Collected data
▼
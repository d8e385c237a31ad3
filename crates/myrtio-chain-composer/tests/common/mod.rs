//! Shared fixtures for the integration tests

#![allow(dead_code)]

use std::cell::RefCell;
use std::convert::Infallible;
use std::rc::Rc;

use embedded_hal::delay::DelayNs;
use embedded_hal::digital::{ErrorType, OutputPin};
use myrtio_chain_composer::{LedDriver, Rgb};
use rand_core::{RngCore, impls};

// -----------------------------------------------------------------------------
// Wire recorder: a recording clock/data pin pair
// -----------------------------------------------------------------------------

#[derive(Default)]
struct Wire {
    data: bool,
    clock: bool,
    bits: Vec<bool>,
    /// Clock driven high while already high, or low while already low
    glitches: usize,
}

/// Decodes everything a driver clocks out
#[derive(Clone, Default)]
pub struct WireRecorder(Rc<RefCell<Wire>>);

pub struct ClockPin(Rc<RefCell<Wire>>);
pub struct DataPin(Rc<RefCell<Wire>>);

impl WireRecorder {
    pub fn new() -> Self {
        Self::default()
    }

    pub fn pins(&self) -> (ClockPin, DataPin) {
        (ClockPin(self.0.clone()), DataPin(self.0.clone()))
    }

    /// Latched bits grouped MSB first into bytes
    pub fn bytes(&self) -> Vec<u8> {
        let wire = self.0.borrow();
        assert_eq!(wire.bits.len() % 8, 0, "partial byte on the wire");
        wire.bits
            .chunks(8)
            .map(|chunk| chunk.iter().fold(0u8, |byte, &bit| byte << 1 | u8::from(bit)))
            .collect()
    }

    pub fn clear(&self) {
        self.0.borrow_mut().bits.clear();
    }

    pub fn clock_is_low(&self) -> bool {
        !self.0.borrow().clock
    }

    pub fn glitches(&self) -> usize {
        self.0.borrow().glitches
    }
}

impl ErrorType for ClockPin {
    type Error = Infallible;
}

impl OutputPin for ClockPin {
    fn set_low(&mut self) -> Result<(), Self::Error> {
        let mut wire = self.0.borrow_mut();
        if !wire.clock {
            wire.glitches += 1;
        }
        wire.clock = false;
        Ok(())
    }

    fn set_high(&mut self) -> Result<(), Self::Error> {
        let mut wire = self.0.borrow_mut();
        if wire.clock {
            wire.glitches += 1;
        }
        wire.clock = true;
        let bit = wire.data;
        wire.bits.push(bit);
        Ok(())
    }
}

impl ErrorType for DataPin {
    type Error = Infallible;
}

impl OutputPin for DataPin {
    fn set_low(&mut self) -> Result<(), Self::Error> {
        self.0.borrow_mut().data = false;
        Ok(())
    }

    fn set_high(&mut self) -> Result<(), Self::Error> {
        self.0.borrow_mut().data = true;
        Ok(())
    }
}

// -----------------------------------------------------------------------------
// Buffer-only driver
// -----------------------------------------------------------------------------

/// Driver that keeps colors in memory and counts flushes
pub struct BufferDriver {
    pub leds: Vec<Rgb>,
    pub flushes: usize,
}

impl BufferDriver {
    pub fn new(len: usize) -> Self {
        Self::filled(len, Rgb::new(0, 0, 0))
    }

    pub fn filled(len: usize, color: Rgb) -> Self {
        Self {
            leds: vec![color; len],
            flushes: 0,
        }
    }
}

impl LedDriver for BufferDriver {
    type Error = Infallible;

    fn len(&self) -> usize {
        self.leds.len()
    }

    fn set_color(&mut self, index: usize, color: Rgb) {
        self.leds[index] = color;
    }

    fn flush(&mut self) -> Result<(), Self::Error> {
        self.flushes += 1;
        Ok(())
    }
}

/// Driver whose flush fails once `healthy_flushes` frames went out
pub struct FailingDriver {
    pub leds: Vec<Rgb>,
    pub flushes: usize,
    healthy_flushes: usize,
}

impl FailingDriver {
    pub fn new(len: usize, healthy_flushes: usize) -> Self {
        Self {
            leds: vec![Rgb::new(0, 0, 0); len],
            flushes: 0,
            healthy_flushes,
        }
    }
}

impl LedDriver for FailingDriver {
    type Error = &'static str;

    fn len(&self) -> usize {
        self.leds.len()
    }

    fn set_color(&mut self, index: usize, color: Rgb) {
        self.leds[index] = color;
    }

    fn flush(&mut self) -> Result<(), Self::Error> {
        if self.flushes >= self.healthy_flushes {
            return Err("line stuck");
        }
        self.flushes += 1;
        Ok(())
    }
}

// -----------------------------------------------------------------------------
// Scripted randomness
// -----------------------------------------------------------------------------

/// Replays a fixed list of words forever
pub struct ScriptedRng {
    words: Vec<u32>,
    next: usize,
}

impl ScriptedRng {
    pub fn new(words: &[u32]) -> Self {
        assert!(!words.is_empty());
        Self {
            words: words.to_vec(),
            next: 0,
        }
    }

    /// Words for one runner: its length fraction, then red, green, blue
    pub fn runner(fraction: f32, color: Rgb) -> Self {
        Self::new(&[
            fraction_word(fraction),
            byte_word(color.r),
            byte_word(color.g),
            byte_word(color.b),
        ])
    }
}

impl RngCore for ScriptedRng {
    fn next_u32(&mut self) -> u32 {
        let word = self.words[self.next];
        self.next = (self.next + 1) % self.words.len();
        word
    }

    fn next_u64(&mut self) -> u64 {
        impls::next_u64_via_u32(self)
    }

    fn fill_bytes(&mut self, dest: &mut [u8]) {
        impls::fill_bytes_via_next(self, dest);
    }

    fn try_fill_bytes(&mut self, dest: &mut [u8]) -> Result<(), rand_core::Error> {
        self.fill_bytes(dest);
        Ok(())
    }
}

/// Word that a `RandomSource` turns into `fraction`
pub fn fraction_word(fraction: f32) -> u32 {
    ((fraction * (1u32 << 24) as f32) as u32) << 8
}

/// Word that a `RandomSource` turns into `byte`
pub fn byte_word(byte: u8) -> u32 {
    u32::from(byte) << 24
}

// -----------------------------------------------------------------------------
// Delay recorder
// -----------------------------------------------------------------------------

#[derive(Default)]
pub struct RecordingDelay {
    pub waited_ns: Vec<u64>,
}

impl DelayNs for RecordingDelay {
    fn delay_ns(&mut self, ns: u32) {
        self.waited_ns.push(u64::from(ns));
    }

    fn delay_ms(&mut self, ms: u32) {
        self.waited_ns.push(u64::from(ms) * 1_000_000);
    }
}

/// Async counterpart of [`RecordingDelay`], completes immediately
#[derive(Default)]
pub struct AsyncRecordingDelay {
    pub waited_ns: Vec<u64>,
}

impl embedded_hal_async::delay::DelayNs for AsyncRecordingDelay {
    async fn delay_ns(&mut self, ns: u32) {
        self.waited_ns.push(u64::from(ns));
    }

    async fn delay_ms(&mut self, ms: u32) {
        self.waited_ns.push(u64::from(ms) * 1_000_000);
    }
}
▲
TASK - Starting with the line that holds "pub fn clear(&self)" and ending with the line that holds "impl ErrorType for DataPin", retype every line in the data above exactly, and nothing else.

EXERCISE RESPONSE -
    pub fn clear(&self) {
        self.0.borrow_mut().bits.clear();
    }

    pub fn clock_is_low(&self) -> bool {
        !self.0.borrow().clock
    }

    pub fn glitches(&self) -> usize {
        self.0.borrow().glitches
    }
}

impl ErrorType for ClockPin {
    type Error = Infallible;
}

impl OutputPin for ClockPin {
    fn set_low(&mut self) -> Result<(), Self::Error> {
        let mut wire = self.0.borrow_mut();
        if !wire.clock {
            wire.glitches += 1;
        }
        wire.clock = false;
        Ok(())
    }

    fn set_high(&mut self) -> Result<(), Self::Error> {
        let mut wire = self.0.borrow_mut();
        if wire.clock {
            wire.glitches += 1;
        }
        wire.clock = true;
        let bit = wire.data;
        wire.bits.push(bit);
        Ok(())
    }
}

impl ErrorType for DataPin {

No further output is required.